From the daily cues, I can learn if he is eating more or sleeping less. What works for him, what doesn't.
Last night as I lay in bed breastfeeding him for the umpteenth time, I thought about the last time I had a full night’s sleep. It was three Sundays ago. Then why does it feel like forever ago? I can barely remember a time when our new addition was not in our lives.
My newborn has been with us for three weeks, yet it feels longer. Currently my world revolves around him. What I eat, when I sleep and so on.
Not only that but I live in this giant loop of everyday activities: eating, breastfeeding, sleeping, changing diapers… and before I know it, the day is gone and I get to repeat the cycle all night and all day long. It’s as though I woke up in the movie ‘Groundhog Day’. Every day I wake up, my days look exactly the same.
Most of us born and raised in certain cultural backgrounds believe in the postpartum recovery process often gained through confinement. A mother and her newborn will often stay over at her maternal family to be taken care of as she recovers from the traumas of birth. Sometimes, the family members will stay with the new mother at her marital home as they help to take care of the grown children and household duties.

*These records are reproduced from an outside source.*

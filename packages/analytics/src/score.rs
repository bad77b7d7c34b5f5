//! Need scoring and priority ranking for demand clusters.
//!
//! For each cluster: aggregate severity (mean member weight under profile
//! A, summed weight under profile B), geodesic distance to the nearest
//! geocoded shelter (999.0 km sentinel when no shelters exist), raw need
//! = severity x distance, and a need score normalized to [0, 100] across
//! the run. Clusters are ranked descending by need score and priority
//! labels assigned in rank order.

use shelter_map_models::{ClusterSummary, DemandPoint, PipelineProfile, Priority};
use shelter_map_spatial::nearest_shelter_km;

use crate::kmeans::ClusteringOutcome;

/// Scores every cluster and returns the summaries ranked by descending
/// need score (the order the clusters table is written in).
#[must_use]
pub fn score_clusters(
    outcome: &ClusteringOutcome,
    points: &[DemandPoint],
    shelter_coords: &[(f64, f64)],
    profile: PipelineProfile,
) -> Vec<ClusterSummary> {
    let mut summaries: Vec<ClusterSummary> = outcome
        .centroids
        .iter()
        .enumerate()
        .map(|(cluster_id, &(centroid_lat, centroid_lon))| {
            let severity = aggregate_severity(cluster_id, outcome, points, profile);
            let distance = nearest_shelter_km(centroid_lat, centroid_lon, shelter_coords);

            ClusterSummary {
                cluster_id,
                centroid_lat,
                centroid_lon,
                severity,
                nearest_shelter_km: distance,
                need_score_raw: severity * distance,
                need_score: 0.0,
                priority: None,
            }
        })
        .collect();

    let max_raw = summaries
        .iter()
        .map(|s| s.need_score_raw)
        .fold(0.0f64, f64::max);

    // Guard the all-zero case so normalization never divides by zero.
    if max_raw > 0.0 {
        for summary in &mut summaries {
            summary.need_score = summary.need_score_raw / max_raw * 100.0;
        }
    }

    summaries.sort_by(|a, b| b.need_score.total_cmp(&a.need_score));

    for (rank, summary) in summaries.iter_mut().enumerate() {
        summary.priority = Priority::ranked().get(rank).copied();
    }

    log_report(&summaries);
    summaries
}

/// Aggregate severity of one cluster's member points: mean weight under
/// profile A, summed weight under profile B. 0 for an empty cluster.
fn aggregate_severity(
    cluster_id: usize,
    outcome: &ClusteringOutcome,
    points: &[DemandPoint],
    profile: PipelineProfile,
) -> f64 {
    let weights: Vec<f64> = outcome
        .assignments
        .iter()
        .zip(points)
        .filter(|&(&cid, _)| cid == cluster_id)
        .map(|(_, p)| p.weight)
        .collect();

    if weights.is_empty() {
        return 0.0;
    }

    let sum: f64 = weights.iter().sum();
    if profile.severity_is_mean() {
        #[allow(clippy::cast_precision_loss)]
        let count = weights.len() as f64;
        sum / count
    } else {
        sum
    }
}

/// Logs the ranked recommendation report.
fn log_report(summaries: &[ClusterSummary]) {
    log::info!("Shelter recommendation analysis:");
    for s in summaries {
        let label = s.priority.map_or_else(String::new, |p| p.to_string());
        log::info!(
            "[{label}] Cluster {}: location ({:.6}, {:.6}), severity {:.1}, \
             nearest shelter {:.2} km, need score {:.1}/100",
            s.cluster_id,
            s.centroid_lat,
            s.centroid_lon,
            s.severity,
            s.nearest_shelter_km,
            s.need_score
        );
    }
}

#[cfg(test)]
mod tests {
    use super::*;
    use crate::kmeans::{ClusterConfig, cluster_demand};
    use shelter_map_models::DemandSource;

    fn point(lat: f64, lon: f64, weight: f64) -> DemandPoint {
        DemandPoint {
            name: String::new(),
            lat,
            lon,
            weight,
            source: DemandSource::Encampment,
        }
    }

    fn outcome_for(points: &[DemandPoint], k: usize) -> ClusteringOutcome {
        cluster_demand(points, ClusterConfig { k, seed: 42 }).unwrap()
    }

    #[test]
    fn max_need_score_is_100_when_any_positive() {
        let points = vec![
            point(43.70, -79.40, 2.0),
            point(43.71, -79.41, 1.0),
            point(43.90, -79.20, 0.5),
        ];
        let outcome = outcome_for(&points, 2);
        let shelters = vec![(43.65, -79.38)];
        let summaries = score_clusters(
            &outcome,
            &points,
            &shelters,
            PipelineProfile::EncampmentsOnly,
        );

        let max = summaries
            .iter()
            .map(|s| s.need_score)
            .fold(0.0f64, f64::max);
        assert!((max - 100.0).abs() < 1e-9);
    }

    #[test]
    fn all_scores_zero_when_raw_need_is_zero() {
        let points = vec![point(43.70, -79.40, 0.0), point(43.90, -79.20, 0.0)];
        let outcome = outcome_for(&points, 2);
        let shelters = vec![(43.65, -79.38)];
        let summaries = score_clusters(
            &outcome,
            &points,
            &shelters,
            PipelineProfile::EncampmentsOnly,
        );

        for s in &summaries {
            assert!(s.need_score.abs() < f64::EPSILON);
        }
    }

    #[test]
    fn sentinel_distance_when_no_shelters() {
        let points = vec![point(43.70, -79.40, 1.0)];
        let outcome = outcome_for(&points, 1);
        let summaries =
            score_clusters(&outcome, &points, &[], PipelineProfile::EncampmentsOnly);
        assert!((summaries[0].nearest_shelter_km - 999.0).abs() < f64::EPSILON);
    }

    #[test]
    fn severity_mean_vs_sum_by_profile() {
        let points = vec![point(43.70, -79.40, 2.0), point(43.701, -79.401, 1.0)];
        let outcome = outcome_for(&points, 1);
        let shelters = vec![(43.65, -79.38)];

        let mean = score_clusters(
            &outcome,
            &points,
            &shelters,
            PipelineProfile::EncampmentsOnly,
        );
        assert!((mean[0].severity - 1.5).abs() < 1e-9);

        let sum = score_clusters(
            &outcome,
            &points,
            &shelters,
            PipelineProfile::ShelterWeighted,
        );
        assert!((sum[0].severity - 3.0).abs() < 1e-9);
    }

    #[test]
    fn priorities_descend_without_repeats() {
        let points = vec![
            point(43.70, -79.40, 2.0),
            point(43.75, -79.30, 1.0),
            point(43.80, -79.25, 3.0),
            point(43.66, -79.50, 0.5),
            point(43.90, -79.20, 1.5),
        ];
        let outcome = outcome_for(&points, 5);
        let shelters = vec![(43.65, -79.38)];
        let summaries = score_clusters(
            &outcome,
            &points,
            &shelters,
            PipelineProfile::EncampmentsOnly,
        );

        let labels: Vec<Priority> = summaries.iter().filter_map(|s| s.priority).collect();
        assert_eq!(labels.len(), 5);

        let mut deduped = labels.clone();
        deduped.dedup();
        assert_eq!(deduped.len(), 5, "no label repeats");

        for pair in summaries.windows(2) {
            assert!(pair[0].need_score >= pair[1].need_score);
        }
        assert_eq!(summaries[0].priority, Some(Priority::High));
        assert_eq!(summaries[4].priority, Some(Priority::Low));
    }

    #[test]
    fn empty_clusters_score_without_crashing() {
        // Three distinct locations into five clusters leaves empties.
        let points = vec![
            point(43.70, -79.40, 1.0),
            point(43.71, -79.41, 1.0),
            point(43.90, -79.20, 1.0),
        ];
        let outcome = outcome_for(&points, 5);
        let shelters = vec![(43.65, -79.38)];
        let summaries = score_clusters(
            &outcome,
            &points,
            &shelters,
            PipelineProfile::EncampmentsOnly,
        );

        assert_eq!(summaries.len(), 5);
        let empties = summaries
            .iter()
            .filter(|s| s.severity.abs() < f64::EPSILON)
            .count();
        assert!(empties >= 2);
    }

    #[test]
    fn clusters_beyond_label_list_stay_unlabeled() {
        let points: Vec<DemandPoint> = (0..7)
            .map(|i| point(43.60 + f64::from(i) * 0.05, -79.40, 1.0 + f64::from(i)))
            .collect();
        let outcome = outcome_for(&points, 7);
        let shelters = vec![(43.65, -79.38)];
        let summaries = score_clusters(
            &outcome,
            &points,
            &shelters,
            PipelineProfile::EncampmentsOnly,
        );

        assert_eq!(summaries.len(), 7);
        assert!(summaries[5].priority.is_none());
        assert!(summaries[6].priority.is_none());
    }
}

The month post-birth is crucial for a new mother and baby to rest and recover from child birth. During this time, the mother is discouraged from doing any household or wifely duties to allow the body time to heal. The mother also gets to bond with the new infant without worry.
Unfortunately those of us who live in the diaspora or far from our families are not in a position to enjoy such luxuries. Luckily, in some countries, they recognise how much a woman needs to rest post-birth, and thus allow the woman a longer stay in the hospital. I spent five days in the hospital post-birth and I have been lucky to have a partner who has shouldered most of the responsibilities in the home, including taking care of the toddler.
As the days dwindle past and my partner's leave is slowly coming to an end, I can’t help but panic at losing my newborn bubble. The days of focusing solely on my needs and the baby’s needs are fast coming to an end. Before I know it, I will be forced to embrace my new role in life as a stay at home mother of two.